The graded motor imagery programme (GMI) as discussed here takes this concept further. It consists of a programme of laterality reconstruction, motor imagery and mirror work and it appears to work better if carried out in that order.
Laterality reconstruction is the restoration of the bodies’ concept of left and right. If you look at another person’s hand and then try and imagine your own hand in that position, can you see that the brain first has to identify if it is a left or right hand. If it can’t then there will be synaptic stress and perhaps more pain and other stress responses. Perhaps removal of the ability bto pick left and right is a clever brain defense to close down motor output. We will discuss this in later blog entries. At
Motor imagery could be broken up into watching an activity, imagining your own body in a static posture or imagining it moving. We will discuss this, including clinical practicalities in the next few weeks.
Mirror therapy is where the brain is tricked into thinking that an affected limb is actually better than it is. Note in the image (insert image), that if the affected limb is “hidden” inside a box with a mirror on one side, use of the good limb will inform the brain, via the reverse image, that the painful and disabled limb can be moved.
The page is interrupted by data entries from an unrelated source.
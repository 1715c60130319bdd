use std::error::Error as StdError;

use axum::{http::StatusCode, response::Response};
use thiserror::Error;

use crate::{
    application::{snapshot::SnapshotError, store::StoreError},
    infra::error::InfraError,
};

/// Diagnostic detail attached to error responses for the logging middleware.
#[derive(Debug, Clone)]
pub struct ErrorReport {
    pub source: &'static str,
    pub status: StatusCode,
    pub messages: Vec<String>,
}

impl ErrorReport {
    pub fn from_error(source: &'static str, status: StatusCode, error: &dyn StdError) -> Self {
        let mut messages = Vec::new();
        messages.push(error.to_string());
        let mut current = error.source();
        while let Some(inner) = current {
            messages.push(inner.to_string());
            current = inner.source();
        }
        Self {
            source,
            status,
            messages,
        }
    }

    pub fn from_message(
        source: &'static str,
        status: StatusCode,
        message: impl Into<String>,
    ) -> Self {
        Self {
            source,
            status,
            messages: vec![message.into()],
        }
    }

    pub fn attach(self, response: &mut Response) {
        response.extensions_mut().insert(self);
    }
}

#[derive(Debug, Error)]
pub enum AppError {
    #[error(transparent)]
    Infra(#[from] InfraError),
    #[error(transparent)]
    Store(#[from] StoreError),
    #[error(transparent)]
    Snapshot(#[from] SnapshotError),
    #[error("unexpected error: {0}")]
    Unexpected(String),
}

impl AppError {
    pub fn unexpected(message: impl Into<String>) -> Self {
        Self::Unexpected(message.into())
    }
}
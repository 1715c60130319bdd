//! The post store: the authoritative in-memory collection of posts.
//!
//! `PostStore` is plain data with `&mut self` mutations. Every operation runs to
//! completion without suspending and either applies fully or not at all, so a
//! caller that serialises access (see [`PostService`](super::posts::PostService))
//! never observes a half-applied change.

use std::collections::{BTreeMap, BTreeSet};

use thiserror::Error;

use crate::application::snapshot::{SNAPSHOT_VERSION, SnapshotPost, StoreSnapshot};
use crate::domain::{
    entities::{PostContent, PostId, PostRecord},
    error::DomainError,
    types::FeaturedMode,
};

const FIRST_POST_ID: u64 = 1;

#[derive(Debug, Error)]
pub enum StoreError {
    #[error("post not found")]
    NotFound { id: PostId },
    #[error("`{operation}` is not available in {mode} mode")]
    UnsupportedOperation {
        operation: &'static str,
        mode: FeaturedMode,
    },
    #[error("post id space exhausted")]
    IdsExhausted,
    #[error("invalid snapshot: {0}")]
    InvalidSnapshot(#[source] DomainError),
}

impl StoreError {
    fn unsupported(operation: &'static str, mode: FeaturedMode) -> Self {
        Self::UnsupportedOperation { operation, mode }
    }

    fn invalid_snapshot(message: impl Into<String>) -> Self {
        Self::InvalidSnapshot(DomainError::invariant(message))
    }
}

#[derive(Debug, Clone)]
struct StoredPost {
    title: String,
    content: String,
    author: String,
    timestamp: i64,
}

#[derive(Debug, Clone)]
enum Highlight {
    Featured(Option<PostId>),
    Starred(BTreeSet<PostId>),
}

impl Highlight {
    fn new(mode: FeaturedMode) -> Self {
        match mode {
            FeaturedMode::Single => Highlight::Featured(None),
            FeaturedMode::Starred => Highlight::Starred(BTreeSet::new()),
        }
    }

    fn mode(&self) -> FeaturedMode {
        match self {
            Highlight::Featured(_) => FeaturedMode::Single,
            Highlight::Starred(_) => FeaturedMode::Starred,
        }
    }

    fn starred_flag(&self, id: PostId) -> Option<bool> {
        match self {
            Highlight::Featured(_) => None,
            Highlight::Starred(ids) => Some(ids.contains(&id)),
        }
    }

    /// Drop any status held by `id`; called with the removal of the post.
    fn forget(&mut self, id: PostId) {
        match self {
            Highlight::Featured(featured) => {
                if *featured == Some(id) {
                    *featured = None;
                }
            }
            Highlight::Starred(ids) => {
                ids.remove(&id);
            }
        }
    }
}

#[derive(Debug, Clone)]
pub struct PostStore {
    posts: BTreeMap<PostId, StoredPost>,
    next_id: u64,
    highlight: Highlight,
}

impl PostStore {
    pub fn new(mode: FeaturedMode) -> Self {
        Self {
            posts: BTreeMap::new(),
            next_id: FIRST_POST_ID,
            highlight: Highlight::new(mode),
        }
    }

    pub fn featured_mode(&self) -> FeaturedMode {
        self.highlight.mode()
    }

    pub fn len(&self) -> usize {
        self.posts.len()
    }

    pub fn is_empty(&self) -> bool {
        self.posts.is_empty()
    }

    /// Allocate the next id and insert a new post stamped with `timestamp`.
    pub fn create_post(
        &mut self,
        content: PostContent,
        timestamp: i64,
    ) -> Result<PostId, StoreError> {
        let id = PostId::new(self.next_id);
        let next_id = self
            .next_id
            .checked_add(1)
            .ok_or(StoreError::IdsExhausted)?;

        let PostContent {
            title,
            content,
            author,
        } = content;
        self.posts.insert(
            id,
            StoredPost {
                title,
                content,
                author,
                timestamp,
            },
        );
        self.next_id = next_id;
        Ok(id)
    }

    /// Replace title, content and author. Id and timestamp are kept.
    pub fn edit_post(&mut self, id: PostId, content: PostContent) -> Result<(), StoreError> {
        let post = self
            .posts
            .get_mut(&id)
            .ok_or(StoreError::NotFound { id })?;

        post.title = content.title;
        post.content = content.content;
        post.author = content.author;
        Ok(())
    }

    pub fn delete_post(&mut self, id: PostId) -> Result<(), StoreError> {
        if self.posts.remove(&id).is_none() {
            return Err(StoreError::NotFound { id });
        }
        self.highlight.forget(id);
        Ok(())
    }

    /// All posts, newest (highest id) first.
    pub fn posts(&self) -> Vec<PostRecord> {
        self.posts
            .iter()
            .rev()
            .map(|(id, post)| self.record(*id, post))
            .collect()
    }

    pub fn post(&self, id: PostId) -> Result<PostRecord, StoreError> {
        self.posts
            .get(&id)
            .map(|post| self.record(id, post))
            .ok_or(StoreError::NotFound { id })
    }

    /// The featured post (single mode) or every starred post, newest first.
    pub fn featured_posts(&self) -> Vec<PostRecord> {
        match &self.highlight {
            Highlight::Featured(featured) => featured
                .and_then(|id| self.posts.get(&id).map(|post| self.record(id, post)))
                .into_iter()
                .collect(),
            Highlight::Starred(ids) => ids
                .iter()
                .rev()
                .filter_map(|id| self.posts.get(id).map(|post| self.record(*id, post)))
                .collect(),
        }
    }

    /// Make `id` the featured post, replacing any previous one.
    pub fn set_featured_post(&mut self, id: PostId) -> Result<(), StoreError> {
        let Highlight::Featured(featured) = &mut self.highlight else {
            return Err(StoreError::unsupported(
                "setFeaturedPost",
                FeaturedMode::Starred,
            ));
        };
        if !self.posts.contains_key(&id) {
            return Err(StoreError::NotFound { id });
        }
        *featured = Some(id);
        Ok(())
    }

    pub fn clear_featured_post(&mut self) -> Result<(), StoreError> {
        let Highlight::Featured(featured) = &mut self.highlight else {
            return Err(StoreError::unsupported(
                "clearFeaturedPost",
                FeaturedMode::Starred,
            ));
        };
        *featured = None;
        Ok(())
    }

    pub fn star_post(&mut self, id: PostId) -> Result<(), StoreError> {
        self.set_starred(id, true, "starPost")
    }

    pub fn unstar_post(&mut self, id: PostId) -> Result<(), StoreError> {
        self.set_starred(id, false, "unstarPost")
    }

    fn set_starred(
        &mut self,
        id: PostId,
        starred: bool,
        operation: &'static str,
    ) -> Result<(), StoreError> {
        let Highlight::Starred(ids) = &mut self.highlight else {
            return Err(StoreError::unsupported(operation, FeaturedMode::Single));
        };
        if !self.posts.contains_key(&id) {
            return Err(StoreError::NotFound { id });
        }
        if starred {
            ids.insert(id);
        } else {
            ids.remove(&id);
        }
        Ok(())
    }

    pub fn snapshot(&self) -> StoreSnapshot {
        let featured = match &self.highlight {
            Highlight::Featured(featured) => *featured,
            Highlight::Starred(_) => None,
        };

        StoreSnapshot {
            version: SNAPSHOT_VERSION,
            mode: self.featured_mode(),
            next_id: self.next_id,
            featured,
            posts: self
                .posts
                .iter()
                .map(|(id, post)| SnapshotPost {
                    id: *id,
                    title: post.title.clone(),
                    content: post.content.clone(),
                    author: post.author.clone(),
                    timestamp: post.timestamp,
                    starred: self.highlight.starred_flag(*id).unwrap_or(false),
                })
                .collect(),
        }
    }

    /// Rebuild a store from `snapshot`, rejecting anything that would break the
    /// store's invariants.
    pub fn restore(mode: FeaturedMode, snapshot: StoreSnapshot) -> Result<Self, StoreError> {
        if snapshot.version != SNAPSHOT_VERSION {
            return Err(StoreError::invalid_snapshot(format!(
                "unsupported snapshot version {} (expected {SNAPSHOT_VERSION})",
                snapshot.version
            )));
        }
        if snapshot.mode != mode {
            return Err(StoreError::invalid_snapshot(format!(
                "snapshot was taken in {} mode but the store runs in {mode} mode",
                snapshot.mode
            )));
        }
        if snapshot.next_id < FIRST_POST_ID {
            return Err(StoreError::invalid_snapshot(format!(
                "next_id must be at least {FIRST_POST_ID}"
            )));
        }

        let mut posts = BTreeMap::new();
        let mut starred = BTreeSet::new();
        for post in snapshot.posts {
            let id = post.id;
            if id.get() < FIRST_POST_ID {
                return Err(StoreError::invalid_snapshot(format!(
                    "post id {id} is reserved"
                )));
            }
            if id.get() >= snapshot.next_id {
                return Err(StoreError::invalid_snapshot(format!(
                    "post id {id} is not below next_id {}",
                    snapshot.next_id
                )));
            }
            if post.starred {
                if mode == FeaturedMode::Single {
                    return Err(StoreError::invalid_snapshot(format!(
                        "post {id} is starred but the snapshot is in single mode"
                    )));
                }
                starred.insert(id);
            }

            let stored = StoredPost {
                title: post.title,
                content: post.content,
                author: post.author,
                timestamp: post.timestamp,
            };
            if posts.insert(id, stored).is_some() {
                return Err(StoreError::invalid_snapshot(format!(
                    "duplicate post id {id}"
                )));
            }
        }

        let highlight = match mode {
            FeaturedMode::Single => {
                if let Some(id) = snapshot.featured.filter(|id| !posts.contains_key(id)) {
                    return Err(StoreError::invalid_snapshot(format!(
                        "featured post {id} does not exist"
                    )));
                }
                Highlight::Featured(snapshot.featured)
            }
            FeaturedMode::Starred => {
                if snapshot.featured.is_some() {
                    return Err(StoreError::invalid_snapshot(
                        "a featured id is only valid in single mode",
                    ));
                }
                Highlight::Starred(starred)
            }
        };

        Ok(Self {
            posts,
            next_id: snapshot.next_id,
            highlight,
        })
    }

    fn record(&self, id: PostId, post: &StoredPost) -> PostRecord {
        PostRecord {
            id,
            title: post.title.clone(),
            content: post.content.clone(),
            author: post.author.clone(),
            timestamp: post.timestamp,
            starred: self.highlight.starred_flag(id),
        }
    }
}
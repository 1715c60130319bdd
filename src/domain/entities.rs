//! Domain entities held by the post store.

use std::fmt;

use inkwell_api_types::PostResponse;
use serde::{Deserialize, Serialize};

/// Store-assigned post identifier. Never reused once issued.
#[derive(Debug, Clone, Copy, PartialEq, Eq, PartialOrd, Ord, Hash, Serialize, Deserialize)]
#[serde(transparent)]
pub struct PostId(u64);

impl PostId {
    pub const fn new(value: u64) -> Self {
        Self(value)
    }

    pub const fn get(self) -> u64 {
        self.0
    }
}

impl fmt::Display for PostId {
    fn fmt(&self, f: &mut fmt::Formatter<'_>) -> fmt::Result {
        self.0.fmt(f)
    }
}

/// Caller-supplied fields of a post. Shared by create and edit.
#[derive(Debug, Clone, Default, PartialEq, Eq)]
pub struct PostContent {
    pub title: String,
    pub content: String,
    pub author: String,
}

impl PostContent {
    pub fn new(
        title: impl Into<String>,
        content: impl Into<String>,
        author: impl Into<String>,
    ) -> Self {
        Self {
            title: title.into(),
            content: content.into(),
            author: author.into(),
        }
    }
}

/// Detached copy of a stored post, as handed out by queries.
#[derive(Debug, Clone, PartialEq, Eq)]
pub struct PostRecord {
    pub id: PostId,
    pub title: String,
    pub content: String,
    pub author: String,
    /// Creation time in nanoseconds since the Unix epoch.
    pub timestamp: i64,
    /// `None` when the store runs in single-featured mode.
    pub starred: Option<bool>,
}

impl From<PostRecord> for PostResponse {
    fn from(record: PostRecord) -> Self {
        PostResponse {
            id: record.id.get(),
            title: record.title,
            content: record.content,
            author: record.author,
            timestamp: record.timestamp,
            starred: record.starred,
        }
    }
}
While literature such as Moseley’s recent randomized clinical trial in Neurology (Moseley 2006) provides very welcome support for the use of neuromatrix training, the clinical world is always different to the research world. As these blogs progress, we will share clinical experiences, discuss the neuroscience basis of GMI and always link to emerging research.
To conclude for now, to achieve synaptic strength and linkages, activity (including thought) has to be repeated, graded, conquered and context enriched.
Moseley, G. L. (2006). "Graded motor imagery for pathologic pain." Neurology 67: 1-6.
Rizzolati, G. and L. Craighero (2004). "The mirror-neuron system." Annual Review of Neuroscience 27: 169-192.